En l’absence d’insuffisance rénale, les protéines ingérées n’influencent pas le pH sanguin et ne sont donc pas acidifiante comme le démontrent de nombreuses études métaboliques récentes dans lesquelles on fait varier la quantité de protéines alimentaires. Quand l’ingestion de protéines alimentaires –animales ou végétales- augmente, le pH sanguin reste stable alors que le pH urinaire diminue, ce qui signifie tout simplement que le rein « fait son travail ». Le bilan calcique reste équilibré et tous les marqueurs osseux sont normaux.

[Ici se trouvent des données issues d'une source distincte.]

fn render_conversion(out: &mut String, conversion: &Conversion, arg: &RenderArg<'_>) {
    match conversion.specifier {
        b'd' | b'i' => {
            let value = match arg {
                RenderArg::Signed(v) => *v,
                RenderArg::Unsigned(v) => *v as i64,
                _ => 0,
            };
            let sign = sign_prefix(value < 0, &conversion.flags);
            let digits = value.unsigned_abs().to_string();
            pad_numeric(out, conversion, sign, "", digits);
        }
        b'u' | b'o' | b'x' | b'X' => {
            let value = match arg {
                RenderArg::Unsigned(v) => *v,
                RenderArg::Signed(v) => *v as u64,
                _ => 0,
            };
            let (digits, prefix) = match conversion.specifier {
                b'o' => (format!("{value:o}"), ""),
                b'x' => (
                    format!("{value:x}"),
                    if conversion.flags.hash && value != 0 { "0x" } else { "" },
                ),
                b'X' => (
                    format!("{value:X}"),
                    if conversion.flags.hash && value != 0 { "0X" } else { "" },
                ),
                _ => (value.to_string(), ""),
            };
            let digits = if conversion.specifier == b'o'
                && conversion.flags.hash
                && !digits.starts_with('0')
            {
                format!("0{digits}")
            } else {
                digits
            };
            pad_numeric(out, conversion, "", prefix, digits);
        }
        b'c' => {
            let value = match arg {
                RenderArg::Signed(v) => *v as u32,
                RenderArg::Unsigned(v) => *v as u32,
                _ => 0,
            };
            let text = char::from_u32(value).unwrap_or('\u{FFFD}').to_string();
            pad_text(out, conversion, &text);
        }
        b's' => {
            let text = match arg {
                RenderArg::Str(s) => *s,
                _ => "",
            };
            let truncated = match conversion.precision {
                Some(max) if max < text.len() => {
                    let mut end = max;
                    while !text.is_char_boundary(end) {
                        end -= 1;
                    }
                    &text[..end]
                }
                _ => text,
            };
            pad_text(out, conversion, truncated);
        }
        b'p' => {
            let value = match arg {
                RenderArg::Pointer(v) | RenderArg::Unsigned(v) => *v,
                RenderArg::Signed(v) => *v as u64,
                _ => 0,
            };
            let text = if value == 0 {
                "(nil)".to_owned()
            } else {
                format!("0x{value:x}")
            };
            pad_text(out, conversion, &text);
        }
        b'f' | b'F' | b'e' | b'E' | b'g' | b'G' | b'a' | b'A' => {
            let value = match arg {
                RenderArg::Double(v) => *v,
                RenderArg::Signed(v) => *v as f64,
                RenderArg::Unsigned(v) => *v as f64,
                _ => 0.0,
            };
            render_float(out, conversion, value);
        }
        _ => {}
    }
}

fn sign_prefix(negative: bool, flags: &Flags) -> &'static str {
    if negative {
        "-"
    } else if flags.plus {
        "+"
    } else if flags.space {
        " "
    } else {
        ""
    }
}

/// Numeric assembly: precision gives a minimum digit count, the zero flag
/// pads with zeros after the sign and prefix (unless left-aligned or a
/// precision was given), the width pads with spaces.
fn pad_numeric(
    out: &mut String,
    conversion: &Conversion,
    sign: &str,
    prefix: &str,
    mut digits: String,
) {
    if let Some(precision) = conversion.precision {
        if precision == 0 && digits == "0" {
            digits.clear();
        }
        while digits.len() < precision {
            digits.insert(0, '0');
        }
    }
    let body_len = sign.len() + prefix.len() + digits.len();
    let width = conversion.width.unwrap_or(0);
    let pad = width.saturating_sub(body_len);

    if conversion.flags.minus {
        out.push_str(sign);
        out.push_str(prefix);
        out.push_str(&digits);
        out.extend(std::iter::repeat_n(' ', pad));
    } else if conversion.flags.zero && conversion.precision.is_none() {
        out.push_str(sign);
        out.push_str(prefix);
        out.extend(std::iter::repeat_n('0', pad));
        out.push_str(&digits);
    } else {
        out.extend(std::iter::repeat_n(' ', pad));
        out.push_str(sign);
        out.push_str(prefix);
        out.push_str(&digits);
    }
}

/// Width padding for the text-like conversions (no zero fill).
fn pad_text(out: &mut String, conversion: &Conversion, text: &str) {
    let width = conversion.width.unwrap_or(0);
    let pad = width.saturating_sub(text.chars().count());
    if conversion.flags.minus {
        out.push_str(text);
        out.extend(std::iter::repeat_n(' ', pad));
    } else {
        out.extend(std::iter::repeat_n(' ', pad));
        out.push_str(text);
    }
}

fn render_float(out: &mut String, conversion: &Conversion, value: f64) {
    let upper = conversion.specifier.is_ascii_uppercase();
    let negative = value.is_sign_negative();
    let sign = sign_prefix(negative, &conversion.flags);

    if value.is_nan() || value.is_infinite() {
        let body = match (value.is_nan(), upper) {
            (true, false) => "nan",
            (true, true) => "NAN",
            (false, false) => "inf",
            (false, true) => "INF",
        };
        // Zero fill never applies to non-numbers.
        let text = format!("{}{}", if value.is_nan() { "" } else { sign }, body);
        pad_text(out, conversion, &text);
        return;
    }

    let magnitude = value.abs();
    let body = match conversion.specifier | 0x20 {
        b'f' => format_fixed(magnitude, conversion.precision.unwrap_or(6), conversion.flags.hash),
        b'e' => format_scientific(
            magnitude,
            conversion.precision.unwrap_or(6),
            upper,
            conversion.flags.hash,
        ),
        b'g' => format_shortest(
            magnitude,
            conversion.precision.unwrap_or(6),
            upper,
            conversion.flags.hash,
        ),
        _ => format_hex_float(magnitude, conversion.precision, upper),
    };

    let body_len = sign.len() + body.len();
    let width = conversion.width.unwrap_or(0);
    let pad = width.saturating_sub(body_len);
    if conversion.flags.minus {
        out.push_str(sign);
        out.push_str(&body);
        out.extend(std::iter::repeat_n(' ', pad));
    } else if conversion.flags.zero {
        out.push_str(sign);
        out.extend(std::iter::repeat_n('0', pad));
        out.push_str(&body);
    } else {
        out.extend(std::iter::repeat_n(' ', pad));
        out.push_str(sign);
        out.push_str(&body);
    }
}

fn format_fixed(magnitude: f64, precision: usize, hash: bool) -> String {
    let mut body = format!("{magnitude:.precision$}");
    if hash && precision == 0 {
        body.push('.');
    }
    body
}

fn format_scientific(magnitude: f64, precision: usize, upper: bool, hash: bool) -> String {
    let formatted = format!("{magnitude:.precision$e}");
    let (mantissa, exponent) = split_exponent(&formatted);
    let mut body = mantissa.to_owned();
    if hash && precision == 0 {
        body.push('.');
    }
    body.push(if upper { 'E' } else { 'e' });
    if exponent < 0 {
        body.push('-');
    } else {
        body.push('+');
    }
    body.push_str(&format!("{:02}", exponent.unsigned_abs()));
    body
}

/// The %g rules: scientific when the exponent falls outside
/// `[-4, precision)`, fixed otherwise, and trailing zeros trimmed unless
/// `#` keeps them.
fn format_shortest(magnitude: f64, precision: usize, upper: bool, hash: bool) -> String {
    let significant = precision.max(1);
    let probe = format!("{:.*e}", significant - 1, magnitude);
    let (_, exponent) = split_exponent(&probe);

    let mut body = if exponent < -4 || exponent >= significant as i64 {
        let mut s = format_scientific(magnitude, significant - 1, upper, hash);
        if !hash {
            let marker = if upper { 'E' } else { 'e' };
            if let Some(at) = s.find(marker) {
                let (mantissa, exp_part) = s.split_at(at);
                let trimmed = trim_fraction(mantissa);
                s = format!("{trimmed}{exp_part}");
            }
        }
        s
    } else {
        let fraction_digits = (significant as i64 - 1 - exponent).max(0) as usize;
        format_fixed(magnitude, fraction_digits, hash)
    };
    if !hash && !body.contains('e') && !body.contains('E') {
        body = trim_fraction(&body).to_owned();
    }
    body
}

fn trim_fraction(s: &str) -> &str {
    if !s.contains('.') {
        return s;
    }
    s.trim_end_matches('0').trim_end_matches('.')
}

fn split_exponent(formatted: &str) -> (&str, i64) {
    match formatted.find(['e', 'E']) {
        Some(at) => {
            let exponent = formatted[at + 1..].parse().unwrap_or(0);
            (&formatted[..at], exponent)
        }
        None => (formatted, 0),
    }
}
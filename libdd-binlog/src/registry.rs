// Copyright 2025-Present Datadog, Inc. https://www.datadoghq.com/
// SPDX-License-Identifier: Apache-2.0

//! Static per-site information. Each distinct log invocation site registers
//! once and receives its index in the process-wide table as its id; the
//! table is append-only and the registration mutex is taken only on
//! registration and dictionary persistence.

use crate::args::ArgSlot;
use crate::LogLevel;
use libdd_binlog_wire::packer;
use std::sync::Arc;

/// Walks one record's raw argument bytes and emits nibbles, packed values,
/// and the string tail into the encoder output. `out` is guaranteed large
/// enough by the encoder's worst-case room check. Sites with generated
/// packers can substitute their own function; [`pack_args`] is the generic
/// slot-driven walker.
pub type PackFn = fn(codec: &Codec, arg_data: &[u8], out: &mut [u8], out_pos: &mut usize);

/// How to serialize one site's dynamic arguments: the nibble budget, the
/// per-argument layout tags, and the pack routine itself.
#[derive(Clone, Debug)]
pub struct Codec {
    pub num_nibbles: u16,
    pub slots: Box<[ArgSlot]>,
    pub pack: PackFn,
}

impl Codec {
    pub fn new(slots: Vec<ArgSlot>) -> Codec {
        let num_nibbles = slots.iter().filter(|s| s.consumes_nibble()).count() as u16;
        Codec {
            num_nibbles,
            slots: slots.into_boxed_slice(),
            pack: pack_args,
        }
    }
}

/// Immutable description of a log invocation site, alive for the process
/// lifetime once registered.
#[derive(Clone, Debug)]
pub struct StaticLogInfo {
    pub severity: LogLevel,
    pub filename: Arc<str>,
    pub line: u32,
    pub format: Arc<str>,
    pub codec: Arc<Codec>,
}

impl StaticLogInfo {
    pub fn new(
        severity: LogLevel,
        filename: &str,
        line: u32,
        format: &str,
        slots: Vec<ArgSlot>,
    ) -> StaticLogInfo {
        StaticLogInfo {
            severity,
            filename: Arc::from(filename),
            line,
            format: Arc::from(format),
            codec: Arc::new(Codec::new(slots)),
        }
    }
}

/// Reads a little-endian value of `$ty` spanning `$width` bytes at `$pos`,
/// bumping `$pos`.
macro_rules! read_le {
    ($buf:expr, $pos:expr, $ty:ty, $width:expr) => {{
        let mut bytes = [0u8; $width];
        bytes.copy_from_slice(&$buf[$pos..$pos + $width]);
        $pos += $width;
        <$ty>::from_le_bytes(bytes)
    }};
}

/// Generic pack routine: first pass packs the non-string slots and fills
/// the nibble block, second pass copies the NUL-terminated strings to the
/// tail so they land after every packed value.
pub fn pack_args(codec: &Codec, arg_data: &[u8], out: &mut [u8], out_pos: &mut usize) {
    let nibble_base = *out_pos;
    let nibble_len = packer::nibble_bytes(codec.num_nibbles as usize);
    out[nibble_base..nibble_base + nibble_len].fill(0);
    *out_pos += nibble_len;

    let mut nibble_index = 0;
    let mut in_pos = 0;
    for slot in codec.slots.iter() {
        let nibble = match *slot {
            ArgSlot::Str => {
                in_pos += staged_str_len(arg_data, in_pos);
                continue;
            }
            ArgSlot::I8 => packer::pack_i8(out, out_pos, read_le!(arg_data, in_pos, i8, 1)),
            ArgSlot::I16 => packer::pack_i16(out, out_pos, read_le!(arg_data, in_pos, i16, 2)),
            ArgSlot::I32 | ArgSlot::DynamicWidth | ArgSlot::DynamicPrecision => {
                packer::pack_i32(out, out_pos, read_le!(arg_data, in_pos, i32, 4))
            }
            ArgSlot::I64 => packer::pack_i64(out, out_pos, read_le!(arg_data, in_pos, i64, 8)),
            ArgSlot::U8 => packer::pack_u64(out, out_pos, read_le!(arg_data, in_pos, u8, 1) as u64),
            ArgSlot::U16 => {
                packer::pack_u64(out, out_pos, read_le!(arg_data, in_pos, u16, 2) as u64)
            }
            ArgSlot::U32 => {
                packer::pack_u64(out, out_pos, read_le!(arg_data, in_pos, u32, 4) as u64)
            }
            ArgSlot::U64 | ArgSlot::Pointer => {
                packer::pack_u64(out, out_pos, read_le!(arg_data, in_pos, u64, 8))
            }
            // Float arguments were promoted to double when staged.
            ArgSlot::F32 | ArgSlot::F64 => {
                packer::pack_f64(out, out_pos, read_le!(arg_data, in_pos, f64, 8))
            }
        };
        packer::set_nibble(out, nibble_base, nibble_index, nibble);
        nibble_index += 1;
    }

    let mut in_pos = 0;
    for slot in codec.slots.iter() {
        match *slot {
            ArgSlot::Str => {
                let len = staged_str_len(arg_data, in_pos);
                out[*out_pos..*out_pos + len].copy_from_slice(&arg_data[in_pos..in_pos + len]);
                *out_pos += len;
                in_pos += len;
            }
            other => {
                // Unwrap is fine: only Str lacks a width and it is handled
                // above.
                in_pos += other.staged_width().unwrap_or(0);
            }
        }
    }
}

/// Length of the NUL-terminated string at `pos`, terminator included. A
/// missing terminator takes the rest of the payload; the record was staged
/// by us, so that only happens for corrupted input.
fn staged_str_len(arg_data: &[u8], pos: usize) -> usize {
    match arg_data[pos..].iter().position(|&b| b == 0) {
        Some(idx) => idx + 1,
        None => arg_data.len() - pos,
    }
}

#[cfg(test)]
mod tests {
    use super::*;
    use crate::args::LogArg;
    use libdd_binlog_wire::packer::Nibbler;

    fn stage(args: &[LogArg<'_>]) -> Vec<u8> {
        let mut out = vec![0u8; args.iter().map(|a| a.staged_size()).sum()];
        let mut pos = 0;
        for arg in args {
            arg.write(&mut out, &mut pos);
        }
        out
    }

    #[test]
    fn packs_mixed_arguments() {
        let args = [
            LogArg::I32(-3),
            LogArg::Str("mid"),
            LogArg::U64(1 << 40),
            LogArg::F64(1.5),
        ];
        let codec = Codec::new(args.iter().map(LogArg::slot).collect());
        assert_eq!(3, codec.num_nibbles);

        let staged = stage(&args);
        let mut out = vec![0u8; 2 * staged.len() + 16];
        let mut pos = 0;
        (codec.pack)(&codec, &staged, &mut out, &mut pos);

        let mut nb = Nibbler::new(&out[..pos], codec.num_nibbles as usize).unwrap();
        assert_eq!(-3, nb.next_i64().unwrap());
        assert_eq!(1 << 40, nb.next_u64().unwrap());
        assert_eq!(1.5, nb.next_f64().unwrap());
        assert_eq!(b"mid\0", &out[nb.packed_end()..pos]);
    }

    #[test]
    fn strings_follow_all_packed_values() {
        let args = [LogArg::Str("a"), LogArg::I32(7), LogArg::Str("b")];
        let codec = Codec::new(args.iter().map(LogArg::slot).collect());
        let staged = stage(&args);
        let mut out = vec![0u8; 2 * staged.len() + 16];
        let mut pos = 0;
        (codec.pack)(&codec, &staged, &mut out, &mut pos);

        let mut nb = Nibbler::new(&out[..pos], 1).unwrap();
        assert_eq!(7, nb.next_i64().unwrap());
        assert_eq!(b"a\0b\0", &out[nb.packed_end()..pos]);
    }

    #[test]
    fn empty_argument_list() {
        let codec = Codec::new(Vec::new());
        let mut out = [0u8; 4];
        let mut pos = 0;
        (codec.pack)(&codec, &[], &mut out, &mut pos);
        assert_eq!(0, pos);
    }
}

A contrario, et comme on pouvait s’y attendre, l’ingestion d’aliments riches en potassium ou de sels alcalinisants (bicarbonate de potassium et citrates) pendant 2 ans n’a pas d’effet bénéfique (ni délétère) sur le statut osseux. Inutile de puiser dans le réservoir de calcium osseux : le bilan calcique reste équilibré et tous les marqueurs osseux sont normaux.
L’homme est bien adapté à de grandes variations alimentaires, quantitatives et qualitatives, et heureusement pour lui, la théorie acide-base ne résiste pas à l’analyse. C’est sans doute une des raisons qui ont assuré sa survie au cours de son histoire.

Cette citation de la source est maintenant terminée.